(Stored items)
::::::::
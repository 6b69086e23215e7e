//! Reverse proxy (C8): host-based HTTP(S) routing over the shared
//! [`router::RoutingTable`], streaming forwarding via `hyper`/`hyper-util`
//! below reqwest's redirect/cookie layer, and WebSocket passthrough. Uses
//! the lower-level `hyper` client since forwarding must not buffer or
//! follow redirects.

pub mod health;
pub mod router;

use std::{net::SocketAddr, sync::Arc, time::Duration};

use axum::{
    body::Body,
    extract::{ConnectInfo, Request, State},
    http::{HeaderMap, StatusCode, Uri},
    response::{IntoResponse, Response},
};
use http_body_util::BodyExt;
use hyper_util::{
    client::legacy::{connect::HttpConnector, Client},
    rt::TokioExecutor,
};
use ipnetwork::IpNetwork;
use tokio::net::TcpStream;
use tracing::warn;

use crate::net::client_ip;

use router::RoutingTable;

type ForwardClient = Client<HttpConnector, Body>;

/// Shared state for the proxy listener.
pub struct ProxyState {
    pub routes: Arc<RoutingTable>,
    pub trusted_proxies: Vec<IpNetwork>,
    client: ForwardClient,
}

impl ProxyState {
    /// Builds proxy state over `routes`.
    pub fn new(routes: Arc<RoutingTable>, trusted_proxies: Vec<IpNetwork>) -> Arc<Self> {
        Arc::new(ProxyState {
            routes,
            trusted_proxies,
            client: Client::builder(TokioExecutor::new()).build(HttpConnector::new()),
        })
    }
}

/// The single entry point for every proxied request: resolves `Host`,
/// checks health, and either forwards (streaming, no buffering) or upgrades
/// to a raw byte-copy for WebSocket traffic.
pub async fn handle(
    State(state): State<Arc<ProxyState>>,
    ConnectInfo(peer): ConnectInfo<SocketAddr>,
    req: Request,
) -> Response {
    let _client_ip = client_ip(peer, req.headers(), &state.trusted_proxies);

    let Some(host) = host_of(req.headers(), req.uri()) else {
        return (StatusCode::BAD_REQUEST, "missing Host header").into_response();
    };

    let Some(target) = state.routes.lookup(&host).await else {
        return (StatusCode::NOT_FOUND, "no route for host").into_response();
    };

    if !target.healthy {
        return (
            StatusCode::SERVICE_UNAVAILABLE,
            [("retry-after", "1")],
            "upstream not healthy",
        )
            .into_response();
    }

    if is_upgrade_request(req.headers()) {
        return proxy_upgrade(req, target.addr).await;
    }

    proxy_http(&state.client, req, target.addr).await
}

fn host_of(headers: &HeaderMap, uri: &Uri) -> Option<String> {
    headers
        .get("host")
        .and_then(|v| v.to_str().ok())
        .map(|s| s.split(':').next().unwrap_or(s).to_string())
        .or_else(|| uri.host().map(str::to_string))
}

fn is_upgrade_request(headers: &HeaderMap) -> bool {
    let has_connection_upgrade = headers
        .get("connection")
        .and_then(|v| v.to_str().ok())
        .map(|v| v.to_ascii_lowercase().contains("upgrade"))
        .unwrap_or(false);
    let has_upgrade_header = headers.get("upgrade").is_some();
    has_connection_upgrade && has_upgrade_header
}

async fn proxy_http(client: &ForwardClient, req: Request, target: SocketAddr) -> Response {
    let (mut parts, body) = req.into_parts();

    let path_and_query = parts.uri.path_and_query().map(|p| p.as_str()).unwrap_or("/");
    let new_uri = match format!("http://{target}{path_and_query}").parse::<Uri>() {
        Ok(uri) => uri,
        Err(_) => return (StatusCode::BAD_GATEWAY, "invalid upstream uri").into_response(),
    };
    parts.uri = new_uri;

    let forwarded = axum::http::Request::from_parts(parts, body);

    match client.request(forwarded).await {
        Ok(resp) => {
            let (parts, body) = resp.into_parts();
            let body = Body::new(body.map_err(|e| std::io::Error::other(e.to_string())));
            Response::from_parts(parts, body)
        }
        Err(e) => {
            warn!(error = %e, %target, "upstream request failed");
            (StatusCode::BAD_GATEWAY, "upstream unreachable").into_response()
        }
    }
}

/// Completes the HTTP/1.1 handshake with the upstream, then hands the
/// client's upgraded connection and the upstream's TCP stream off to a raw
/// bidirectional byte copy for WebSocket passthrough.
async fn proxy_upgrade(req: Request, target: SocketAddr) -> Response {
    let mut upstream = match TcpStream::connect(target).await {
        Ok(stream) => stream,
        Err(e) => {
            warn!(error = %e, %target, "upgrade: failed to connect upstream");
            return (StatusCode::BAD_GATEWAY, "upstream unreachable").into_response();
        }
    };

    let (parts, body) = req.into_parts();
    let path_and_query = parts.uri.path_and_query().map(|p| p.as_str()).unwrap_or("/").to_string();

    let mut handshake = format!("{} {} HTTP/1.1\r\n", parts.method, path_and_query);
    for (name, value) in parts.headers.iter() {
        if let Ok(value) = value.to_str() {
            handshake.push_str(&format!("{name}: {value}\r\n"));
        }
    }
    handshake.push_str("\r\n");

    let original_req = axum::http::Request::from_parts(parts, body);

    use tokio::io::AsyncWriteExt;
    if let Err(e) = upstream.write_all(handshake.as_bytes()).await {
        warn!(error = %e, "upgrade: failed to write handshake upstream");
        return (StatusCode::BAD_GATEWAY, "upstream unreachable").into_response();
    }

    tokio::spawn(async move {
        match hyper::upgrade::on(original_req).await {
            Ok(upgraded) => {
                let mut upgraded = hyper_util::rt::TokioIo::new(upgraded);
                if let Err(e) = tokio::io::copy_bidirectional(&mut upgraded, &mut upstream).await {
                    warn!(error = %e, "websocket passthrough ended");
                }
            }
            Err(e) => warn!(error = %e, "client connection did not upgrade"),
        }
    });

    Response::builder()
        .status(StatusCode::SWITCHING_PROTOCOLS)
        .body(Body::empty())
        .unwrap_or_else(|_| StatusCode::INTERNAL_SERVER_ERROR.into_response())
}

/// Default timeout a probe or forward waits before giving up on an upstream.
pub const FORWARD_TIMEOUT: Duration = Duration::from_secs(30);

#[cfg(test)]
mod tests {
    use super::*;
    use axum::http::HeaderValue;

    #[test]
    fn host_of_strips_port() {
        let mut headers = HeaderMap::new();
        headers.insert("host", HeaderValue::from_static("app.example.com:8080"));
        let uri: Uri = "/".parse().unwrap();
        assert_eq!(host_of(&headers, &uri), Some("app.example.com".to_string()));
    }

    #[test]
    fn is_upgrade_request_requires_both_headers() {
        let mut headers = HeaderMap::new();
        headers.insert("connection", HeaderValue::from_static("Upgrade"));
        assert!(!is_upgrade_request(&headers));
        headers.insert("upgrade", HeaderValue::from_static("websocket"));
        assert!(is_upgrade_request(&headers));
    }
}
::::::::
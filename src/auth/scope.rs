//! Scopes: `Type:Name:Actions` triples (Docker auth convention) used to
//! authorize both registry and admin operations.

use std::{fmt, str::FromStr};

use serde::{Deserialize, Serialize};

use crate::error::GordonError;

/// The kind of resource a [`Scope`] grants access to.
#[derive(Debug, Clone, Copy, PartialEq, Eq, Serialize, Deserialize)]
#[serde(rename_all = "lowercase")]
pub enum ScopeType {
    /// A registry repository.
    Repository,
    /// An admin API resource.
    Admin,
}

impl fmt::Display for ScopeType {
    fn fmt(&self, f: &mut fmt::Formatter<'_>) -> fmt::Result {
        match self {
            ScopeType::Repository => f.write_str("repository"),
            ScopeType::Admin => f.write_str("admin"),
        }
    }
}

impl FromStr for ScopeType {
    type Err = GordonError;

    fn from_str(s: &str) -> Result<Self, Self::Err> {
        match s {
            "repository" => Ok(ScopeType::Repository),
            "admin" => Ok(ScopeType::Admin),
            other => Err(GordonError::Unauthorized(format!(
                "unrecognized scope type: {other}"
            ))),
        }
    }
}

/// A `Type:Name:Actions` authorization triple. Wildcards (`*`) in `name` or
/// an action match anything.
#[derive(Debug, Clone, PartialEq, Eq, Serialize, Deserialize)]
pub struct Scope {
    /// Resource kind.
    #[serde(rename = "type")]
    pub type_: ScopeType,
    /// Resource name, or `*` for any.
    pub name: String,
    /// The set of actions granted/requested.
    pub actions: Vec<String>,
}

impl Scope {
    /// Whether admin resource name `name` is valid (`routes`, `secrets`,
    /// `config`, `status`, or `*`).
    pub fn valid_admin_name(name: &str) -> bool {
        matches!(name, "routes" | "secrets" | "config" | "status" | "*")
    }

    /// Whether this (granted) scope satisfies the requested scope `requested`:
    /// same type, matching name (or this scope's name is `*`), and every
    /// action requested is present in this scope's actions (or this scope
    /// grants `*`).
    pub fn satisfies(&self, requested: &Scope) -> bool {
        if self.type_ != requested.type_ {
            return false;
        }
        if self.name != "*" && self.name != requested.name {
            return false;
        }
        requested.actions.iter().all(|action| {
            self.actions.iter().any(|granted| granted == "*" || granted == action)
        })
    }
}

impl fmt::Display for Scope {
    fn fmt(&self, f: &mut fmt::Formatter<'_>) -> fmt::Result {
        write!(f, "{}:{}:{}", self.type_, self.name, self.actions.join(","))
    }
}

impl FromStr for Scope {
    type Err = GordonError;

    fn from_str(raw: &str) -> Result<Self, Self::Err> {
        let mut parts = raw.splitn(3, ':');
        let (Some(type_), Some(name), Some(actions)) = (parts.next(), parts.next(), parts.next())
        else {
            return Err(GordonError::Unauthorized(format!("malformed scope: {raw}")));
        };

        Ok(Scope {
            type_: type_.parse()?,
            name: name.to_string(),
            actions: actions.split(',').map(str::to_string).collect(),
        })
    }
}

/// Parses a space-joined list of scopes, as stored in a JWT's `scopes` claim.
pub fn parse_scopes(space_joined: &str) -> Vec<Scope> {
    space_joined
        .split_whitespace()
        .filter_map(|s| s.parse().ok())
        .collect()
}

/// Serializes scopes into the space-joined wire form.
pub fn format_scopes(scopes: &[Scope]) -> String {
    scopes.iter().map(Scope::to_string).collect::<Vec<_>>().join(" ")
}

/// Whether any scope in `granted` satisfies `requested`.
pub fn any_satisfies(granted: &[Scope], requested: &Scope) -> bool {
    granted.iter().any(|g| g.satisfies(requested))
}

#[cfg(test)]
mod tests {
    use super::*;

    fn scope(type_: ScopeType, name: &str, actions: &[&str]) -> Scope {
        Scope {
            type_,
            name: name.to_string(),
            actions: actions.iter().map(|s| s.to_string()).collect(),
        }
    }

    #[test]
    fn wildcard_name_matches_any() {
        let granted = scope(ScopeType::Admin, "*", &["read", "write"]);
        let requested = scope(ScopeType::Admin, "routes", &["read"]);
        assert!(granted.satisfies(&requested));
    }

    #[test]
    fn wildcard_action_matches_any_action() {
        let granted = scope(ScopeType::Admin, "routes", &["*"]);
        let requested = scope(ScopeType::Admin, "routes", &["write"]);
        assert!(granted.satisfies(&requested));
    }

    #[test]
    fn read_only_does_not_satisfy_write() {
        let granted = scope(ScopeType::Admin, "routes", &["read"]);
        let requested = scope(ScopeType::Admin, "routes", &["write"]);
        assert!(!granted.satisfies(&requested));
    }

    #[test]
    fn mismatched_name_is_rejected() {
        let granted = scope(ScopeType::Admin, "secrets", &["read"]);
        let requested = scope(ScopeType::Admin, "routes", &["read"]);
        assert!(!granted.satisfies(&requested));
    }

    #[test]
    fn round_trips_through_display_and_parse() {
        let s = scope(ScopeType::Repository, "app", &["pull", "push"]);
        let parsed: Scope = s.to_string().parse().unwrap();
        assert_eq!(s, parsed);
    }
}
::::::::
(Exercise)
Which lines of the data include the word "struct"? Copy each one.

(Response to this task)
pub struct ProxyState {
pub struct Scope {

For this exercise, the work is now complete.